Re: [PATCH v4 1/2] kernel: Implement selective syscall userspace redirection
On Thu, Jul 16, 2020 at 09:48:50PM -0700, Andy Lutomirski wrote: > On Thu, Jul 16, 2020 at 7:15 PM Gabriel Krisman Bertazi > wrote: > > > > Andy Lutomirski writes: > > > > > On Thu, Jul 16, 2020 at 12:31 PM Gabriel Krisman Bertazi > > > wrote: > > >> > > > > > > This is quite nice. I have a few comments, though: > > > > > > You mentioned rt_sigreturn(). Should this automatically exempt the > > > kernel-provided signal restorer on architectures (e.g. x86_32) that > > > provide one? > > > > That seems reasonable.

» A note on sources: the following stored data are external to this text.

//! Structural errors raised while building a skeleton or assembling a scene

/// Error type for skeleton construction and scene assembly.
///
/// None of these are recovered inside the library: the caller decides whether
/// a failure aborts one batch item or the whole run.
#[derive(Debug, Clone, PartialEq, thiserror::Error)]
pub enum ConvertError {
    /// Skeleton structure is inconsistent (length mismatch, bad parent, cycle)
    #[error("malformed skeleton: {0}")]
    MalformedSkeleton(String),

    /// Reference pose rotation has a zero or non-finite norm
    #[error("bone '{bone}' has a degenerate reference rotation (norm {norm})")]
    DegenerateRotation { bone: String, norm: f32 },

    /// No bone has a parent index of -1
    #[error("skeleton has no root bone")]
    NoRootBone,

    /// Animation binding maps zero tracks
    #[error("animation binding has no tracks")]
    EmptyBinding,

    /// Binding or sampler references something that does not exist
    #[error("track {track} references {what} {index} (available: {len})")]
    IndexOutOfRange {
        track: usize,
        what: &'static str,
        index: i64,
        len: usize,
    },

    /// Two tracks animate the same bone
    #[error("bone {bone} is bound to both track {first_track} and track {track}")]
    DuplicateTrackBinding {
        bone: usize,
        first_track: usize,
        track: usize,
    },
}

pub type Result<T> = std::result::Result<T, ConvertError>;
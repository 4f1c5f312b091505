//! Animation binding: which skeleton bone each animation track drives

use crate::error::{ConvertError, Result};

/// Maps track index (position in the list) to skeleton bone index (value).
#[derive(Debug, Clone, PartialEq, Eq, Default)]
pub struct AnimationBinding {
    track_to_bone: Vec<i16>,
}

impl AnimationBinding {
    pub fn new(track_to_bone: Vec<i16>) -> Self {
        Self { track_to_bone }
    }

    pub fn track_to_bone(&self) -> &[i16] {
        &self.track_to_bone
    }

    pub fn track_count(&self) -> usize {
        self.track_to_bone.len()
    }

    pub fn is_empty(&self) -> bool {
        self.track_to_bone.is_empty()
    }

    /// Resolve every track to a bone index, checking range and uniqueness.
    pub fn resolve(&self, bone_count: usize) -> Result<Vec<usize>> {
        if self.track_to_bone.is_empty() {
            return Err(ConvertError::EmptyBinding);
        }

        let mut owner: Vec<Option<usize>> = vec![None; bone_count];
        let mut bones = Vec::with_capacity(self.track_to_bone.len());

        for (track, &raw) in self.track_to_bone.iter().enumerate() {
            let bone = usize::try_from(raw)
                .ok()
                .filter(|&b| b < bone_count)
                .ok_or(ConvertError::IndexOutOfRange {
                    track,
                    what: "bone",
                    index: i64::from(raw),
                    len: bone_count,
                })?;

            if let Some(first_track) = owner[bone] {
                return Err(ConvertError::DuplicateTrackBinding {
                    bone,
                    first_track,
                    track,
                });
            }
            owner[bone] = Some(track);
            bones.push(bone);
        }

        Ok(bones)
    }
}

impl From<Vec<i16>> for AnimationBinding {
    fn from(track_to_bone: Vec<i16>) -> Self {
        Self::new(track_to_bone)
    }
}
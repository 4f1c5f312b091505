//! anim-export library
//!
//! Batch conversion of decoded skeleton / animation object dumps into glTF or
//! COLLADA scenes. The binary in `main.rs` is a thin CLI over these modules.

pub mod batch;
pub mod config;
pub mod decode;
pub mod formats;
pub mod inspect;

pub use batch::{BatchOptions, BatchReport, ItemError};
pub use config::{ConvertConfig, ExportSettings};
pub use decode::{DecodeError, DecodedObject, JsonObjectDecoder, ObjectDecoder};
pub use formats::{DaeExporter, ExportFormat, GltfExporter, SceneExporter};
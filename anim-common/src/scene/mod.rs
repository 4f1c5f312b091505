//! Interchange scene: bone hierarchy plus one keyed animation block
//!
//! A [`Scene`] is produced by [`assemble`] and handed to an exporter, which
//! owns it from then on.

mod assemble;

pub use assemble::assemble;

use glam::{Quat, Vec3};

/// How rotations are keyed in the exported tracks
#[derive(Debug, Clone, Copy, PartialEq, Eq, Hash)]
pub enum RotationMode {
    /// Three angle channels (radians), for Euler-based formats
    Euler,
    /// Four component channels (x, y, z, w), for quaternion-based formats
    Quaternion,
}

/// Component animated by a channel
#[derive(Debug, Clone, Copy, PartialEq, Eq, Hash)]
pub enum ChannelKind {
    PositionX,
    PositionY,
    PositionZ,
    ScaleX,
    ScaleY,
    ScaleZ,
    EulerX,
    EulerY,
    EulerZ,
    QuatX,
    QuatY,
    QuatZ,
    QuatW,
}

impl ChannelKind {
    pub const POSITION: [Self; 3] = [Self::PositionX, Self::PositionY, Self::PositionZ];
    pub const SCALE: [Self; 3] = [Self::ScaleX, Self::ScaleY, Self::ScaleZ];
    pub const EULER: [Self; 3] = [Self::EulerX, Self::EulerY, Self::EulerZ];
    pub const QUAT: [Self; 4] = [Self::QuatX, Self::QuatY, Self::QuatZ, Self::QuatW];

    pub fn name(self) -> &'static str {
        match self {
            Self::PositionX => "PositionX",
            Self::PositionY => "PositionY",
            Self::PositionZ => "PositionZ",
            Self::ScaleX => "ScaleX",
            Self::ScaleY => "ScaleY",
            Self::ScaleZ => "ScaleZ",
            Self::EulerX => "RotationEulerX",
            Self::EulerY => "RotationEulerY",
            Self::EulerZ => "RotationEulerZ",
            Self::QuatX => "QuatX",
            Self::QuatY => "QuatY",
            Self::QuatZ => "QuatZ",
            Self::QuatW => "QuatW",
        }
    }
}

/// A single key: value at a zero-based frame index
#[derive(Debug, Clone, Copy, PartialEq)]
pub struct Keyframe {
    pub frame: u32,
    pub value: f32,
}

/// Keys for one animated component, in frame order
#[derive(Debug, Clone, PartialEq)]
pub struct Channel {
    pub kind: ChannelKind,
    pub keys: Vec<Keyframe>,
}

impl Channel {
    pub fn new(kind: ChannelKind) -> Self {
        Self {
            kind,
            keys: Vec::new(),
        }
    }

    pub fn insert_keyframe(&mut self, frame: u32, value: f32) {
        self.keys.push(Keyframe { frame, value });
    }

    pub fn value_at(&self, frame: u32) -> Option<f32> {
        self.keys.iter().find(|k| k.frame == frame).map(|k| k.value)
    }

    pub fn values(&self) -> impl Iterator<Item = f32> + '_ {
        self.keys.iter().map(|k| k.value)
    }
}

/// All channels animating one bone
#[derive(Debug, Clone, PartialEq)]
pub struct ChannelGroup {
    /// Index of the animated bone in the source skeleton
    pub bone_index: usize,
    pub bone_name: String,
    pub channels: Vec<Channel>,
}

impl ChannelGroup {
    pub fn channel(&self, kind: ChannelKind) -> Option<&Channel> {
        self.channels.iter().find(|c| c.kind == kind)
    }

    /// Frames keyed in this group (taken from the first channel)
    pub fn frames(&self) -> Vec<u32> {
        self.channels
            .first()
            .map(|c| c.keys.iter().map(|k| k.frame).collect())
            .unwrap_or_default()
    }
}

/// Named animation block spanning `start_frame..=end_frame`
#[derive(Debug, Clone, PartialEq)]
pub struct SceneAnimation {
    pub name: String,
    pub start_frame: u32,
    pub end_frame: u32,
    pub groups: Vec<ChannelGroup>,
}

impl SceneAnimation {
    pub fn frame_count(&self) -> u32 {
        self.end_frame - self.start_frame + 1
    }

    pub fn group(&self, bone_name: &str) -> Option<&ChannelGroup> {
        self.groups.iter().find(|g| g.bone_name == bone_name)
    }

    pub fn group_for_bone(&self, bone_index: usize) -> Option<&ChannelGroup> {
        self.groups.iter().find(|g| g.bone_index == bone_index)
    }
}

/// Bone in the exported hierarchy; owns its children
#[derive(Debug, Clone, PartialEq)]
pub struct SceneBone {
    /// Index of this bone in the source skeleton
    pub bone_index: usize,
    pub name: String,
    pub translation: Vec3,
    pub rotation: Quat,
    pub scale: Vec3,
    pub children: Vec<SceneBone>,
}

impl SceneBone {
    /// Visit this bone and its descendants depth-first, parents first.
    ///
    /// The callback receives the bone and the name of its parent.
    pub fn walk<'a>(
        &'a self,
        parent: Option<&'a str>,
        f: &mut impl FnMut(&'a SceneBone, Option<&'a str>),
    ) {
        f(self, parent);
        for child in &self.children {
            child.walk(Some(self.name.as_str()), f);
        }
    }

    /// Number of bones in this subtree, including this one
    pub fn subtree_len(&self) -> usize {
        let below: usize = self.children.iter().map(SceneBone::subtree_len).sum();
        1 + below
    }

    pub fn find(&self, name: &str) -> Option<&SceneBone> {
        if self.name == name {
            return Some(self);
        }
        self.children.iter().find_map(|c| c.find(name))
    }

    pub fn find_index(&self, index: usize) -> Option<&SceneBone> {
        if self.bone_index == index {
            return Some(self);
        }
        self.children.iter().find_map(|c| c.find_index(index))
    }
}

/// Root bones of the exported skeleton
#[derive(Debug, Clone, PartialEq, Default)]
pub struct SceneSkeleton {
    pub root_bones: Vec<SceneBone>,
}

/// Skeleton-only model with one animation block. Carries no mesh data.
#[derive(Debug, Clone, PartialEq)]
pub struct Scene {
    pub name: String,
    pub model_name: String,
    pub skeleton: SceneSkeleton,
    pub animation: SceneAnimation,
    pub rotation_mode: RotationMode,
}

impl Scene {
    pub fn bone_count(&self) -> usize {
        let roots = &self.skeleton.root_bones;
        roots.iter().map(SceneBone::subtree_len).sum()
    }

    pub fn find_bone(&self, name: &str) -> Option<&SceneBone> {
        self.skeleton.root_bones.iter().find_map(|b| b.find(name))
    }

    /// Bone by its index in the source skeleton
    pub fn bone_by_index(&self, index: usize) -> Option<&SceneBone> {
        self.skeleton
            .root_bones
            .iter()
            .find_map(|b| b.find_index(index))
    }
}
//! Transform sampler
//!
//! Decoders hand over per-track frame data either frame-major (one snapshot of
//! every track per frame) or track-major (every frame of one track). The
//! sampler exposes a single track-major view of both.

use std::cell::OnceCell;

use serde::Deserialize;

use crate::transform::FrameTransform;

/// Layout of decoded transform samples
///
/// Deserializes from `{ "frame_major": [[...], ...] }` or `{ "track_major": [[...], ...] }`.
#[derive(Debug, Clone, PartialEq, Deserialize)]
#[serde(rename_all = "snake_case")]
pub enum TrackSamples {
    /// `samples[frame][track]`
    FrameMajor(Vec<Vec<FrameTransform>>),
    /// `samples[track][frame]`
    TrackMajor(Vec<Vec<FrameTransform>>),
}

/// Track-major view over decoded animation samples
#[derive(Debug)]
pub struct TransformSampler {
    source: TrackSamples,
    transposed: OnceCell<Vec<Vec<FrameTransform>>>,
}

impl TransformSampler {
    pub fn new(source: TrackSamples) -> Self {
        Self {
            source,
            transposed: OnceCell::new(),
        }
    }

    pub fn frame_major(frames: Vec<Vec<FrameTransform>>) -> Self {
        Self::new(TrackSamples::FrameMajor(frames))
    }

    pub fn track_major(tracks: Vec<Vec<FrameTransform>>) -> Self {
        Self::new(TrackSamples::TrackMajor(tracks))
    }

    /// Frames of one track, in frame order. Empty if the track has no data.
    pub fn frames_for(&self, track_index: usize) -> &[FrameTransform] {
        self.tracks()
            .get(track_index)
            .map(Vec::as_slice)
            .unwrap_or(&[])
    }

    /// Number of tracks with at least one slot in the source data
    pub fn track_count(&self) -> usize {
        self.tracks().len()
    }

    fn tracks(&self) -> &[Vec<FrameTransform>] {
        match &self.source {
            TrackSamples::TrackMajor(tracks) => tracks,
            TrackSamples::FrameMajor(frames) => self.transposed.get_or_init(|| transpose(frames)),
        }
    }
}

/// Convert `frames[frame][track]` into `tracks[track][frame]`.
///
/// A track stops at the first snapshot that lacks an entry for it, so every
/// track stays a contiguous run starting at frame 0.
fn transpose(frames: &[Vec<FrameTransform>]) -> Vec<Vec<FrameTransform>> {
    let track_count = frames.iter().map(Vec::len).max().unwrap_or(0);
    (0..track_count)
        .map(|track| {
            frames
                .iter()
                .map_while(|snapshot| snapshot.get(track).copied())
                .collect()
        })
        .collect()
}
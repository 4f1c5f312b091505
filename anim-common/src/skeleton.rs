//! Skeleton model: named bones, parent links and a normalized reference pose
//!
//! A skeleton is built once per conversion run and shared read-only by every
//! animation converted against it.

use glam::{Quat, Vec3};

use crate::error::{ConvertError, Result};
use crate::rotation::normalize_rotation;
use crate::transform::FrameTransform;

/// Parent index value marking a root bone
pub const NO_PARENT: i16 = -1;

/// A single bone with its reference pose
#[derive(Debug, Clone, PartialEq)]
pub struct Bone {
    pub name: String,
    /// Index of the parent bone, or [`NO_PARENT`]
    pub parent_index: i16,
    pub reference_translation: Vec3,
    /// Unit quaternion (normalized at build time)
    pub reference_rotation: Quat,
    /// Always one: reference poses never carry scale
    pub reference_scale: Vec3,
}

impl Bone {
    /// Parent bone index, `None` for a root
    pub fn parent(&self) -> Option<usize> {
        usize::try_from(self.parent_index).ok()
    }

    pub fn is_root(&self) -> bool {
        self.parent_index == NO_PARENT
    }
}

/// Immutable bone hierarchy
#[derive(Debug, Clone)]
pub struct Skeleton {
    bones: Vec<Bone>,
    /// Children of each bone, in bone order
    children: Vec<Vec<usize>>,
    /// First bone with no parent
    root: usize,
}

impl Skeleton {
    /// Build a skeleton from decoded bone names, reference pose and parent indices.
    ///
    /// All three inputs are aligned by bone index.
    pub fn build(
        names: &[String],
        reference_pose: &[FrameTransform],
        parent_indices: &[i16],
    ) -> Result<Self> {
        let bone_count = names.len();
        if parent_indices.len() != bone_count {
            return Err(ConvertError::MalformedSkeleton(format!(
                "{} bones but {} parent indices",
                bone_count,
                parent_indices.len()
            )));
        }
        if reference_pose.len() != bone_count {
            return Err(ConvertError::MalformedSkeleton(format!(
                "{} bones but {} reference pose entries",
                bone_count,
                reference_pose.len()
            )));
        }

        for (i, &parent) in parent_indices.iter().enumerate() {
            if parent == NO_PARENT {
                continue;
            }
            if parent < NO_PARENT || parent as usize >= bone_count {
                return Err(ConvertError::MalformedSkeleton(format!(
                    "bone {} ('{}') has parent index {} outside 0..{}",
                    i, names[i], parent, bone_count
                )));
            }
        }

        let root = parent_indices
            .iter()
            .position(|&p| p == NO_PARENT)
            .ok_or(ConvertError::NoRootBone)?;

        check_acyclic(names, parent_indices)?;

        let mut bones = Vec::with_capacity(bone_count);
        for ((name, pose), &parent) in names.iter().zip(reference_pose).zip(parent_indices) {
            let rotation = normalize_rotation(pose.rotation).ok_or_else(|| {
                ConvertError::DegenerateRotation {
                    bone: name.clone(),
                    norm: pose.rotation.length(),
                }
            })?;

            bones.push(Bone {
                name: name.clone(),
                parent_index: parent,
                reference_translation: pose.translation,
                reference_rotation: rotation,
                reference_scale: Vec3::ONE,
            });
        }

        let mut children = vec![Vec::new(); bone_count];
        for (i, bone) in bones.iter().enumerate() {
            if let Some(parent) = bone.parent() {
                children[parent].push(i);
            }
        }

        let skeleton = Self {
            bones,
            children,
            root,
        };

        let reachable = skeleton.hierarchy_order().len();
        if reachable < bone_count {
            tracing::warn!(
                "{} bones unreachable from root '{}', extra roots ignored",
                bone_count - reachable,
                skeleton.bones[root].name
            );
        }

        Ok(skeleton)
    }

    pub fn len(&self) -> usize {
        self.bones.len()
    }

    pub fn is_empty(&self) -> bool {
        self.bones.is_empty()
    }

    pub fn bones(&self) -> &[Bone] {
        &self.bones
    }

    pub fn bone(&self, index: usize) -> Option<&Bone> {
        self.bones.get(index)
    }

    /// Index of the hierarchy root (the first bone without a parent)
    pub fn root_index(&self) -> usize {
        self.root
    }

    pub fn root(&self) -> &Bone {
        &self.bones[self.root]
    }

    pub fn children(&self, index: usize) -> &[usize] {
        self.children.get(index).map(Vec::as_slice).unwrap_or(&[])
    }

    /// Find a bone index by name
    pub fn find_bone(&self, name: &str) -> Option<usize> {
        self.bones.iter().position(|b| b.name == name)
    }

    /// Bone indices reachable from the root, depth-first, parents before children
    pub fn hierarchy_order(&self) -> Vec<usize> {
        let mut order = Vec::with_capacity(self.bones.len());
        let mut stack = vec![self.root];
        while let Some(index) = stack.pop() {
            order.push(index);
            stack.extend(self.children[index].iter().rev());
        }
        order
    }
}

/// Walk every parent chain; a chain longer than the bone count must loop.
fn check_acyclic(names: &[String], parent_indices: &[i16]) -> Result<()> {
    let bone_count = parent_indices.len();
    for (start, name) in names.iter().enumerate() {
        let mut current = start;
        let mut steps = 0;
        while parent_indices[current] != NO_PARENT {
            current = parent_indices[current] as usize;
            steps += 1;
            if steps > bone_count {
                return Err(ConvertError::MalformedSkeleton(format!(
                    "parent chain of bone {} ('{}') forms a cycle",
                    start, name
                )));
            }
        }
    }
    Ok(())
}
//! anim-common - skeletal animation conversion core
//!
//! Turns a skeleton, an animation binding and per-track transform samples into
//! an interchange [`Scene`]: a bone hierarchy plus one animation block with
//! position, scale and rotation channels per animated bone.
//!
//! Everything here is pure and synchronous. Decoding source files and writing
//! export formats live in the `anim-export` tool.

pub mod binding;
pub mod error;
pub mod rotation;
pub mod sampler;
pub mod scene;
pub mod skeleton;
pub mod transform;

pub use binding::AnimationBinding;
pub use error::{ConvertError, Result};
pub use rotation::{EulerAngles, euler_channel_values, normalize_rotation, quat_to_euler_xyz};
pub use sampler::{TrackSamples, TransformSampler};
pub use scene::{
    Channel, ChannelGroup, ChannelKind, Keyframe, RotationMode, Scene, SceneAnimation, SceneBone,
    SceneSkeleton, assemble,
};
pub use skeleton::{Bone, NO_PARENT, Skeleton};
pub use transform::FrameTransform;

Not sure how easy it is to do it, though. > > For better or for worse, it's currently straightforward because the code is: > > __kernel_sigreturn: > .LSTART_sigreturn: > popl %eax /* XXX does this mean it needs unwind info? */ > movl $__NR_sigreturn, %eax > SYSCALL_ENTER_KERNEL > > and SYSCALL_ENTER_KERNEL is hardwired as int $0x80. (The latter is > probably my fault, for better or for worse.) So this would change to: > > __vdso32_sigreturn_syscall: > SYSCALL_ENTER_KERNEL > > and vdso2c would wire up __vdso32_sigreturn_syscall. Then there would > be something like: > > bool arch_syscall_is_vdso_sigreturn(struct pt_regs *regs); > > and that would be that. Does anyone have an opinion as to whether > this is a good idea? Modern glibc shouldn't be using this mechanism, > I think, but I won't swear to it. On arm64 sigreturn is always through the vdso, so IIUC we'd certainly need something like this. Otherwise it'd be the user's responsibility to register the vdso sigtramp range when making the prctl, and flip the selector in each signal handler, which sounds both painful and fragile. Mark.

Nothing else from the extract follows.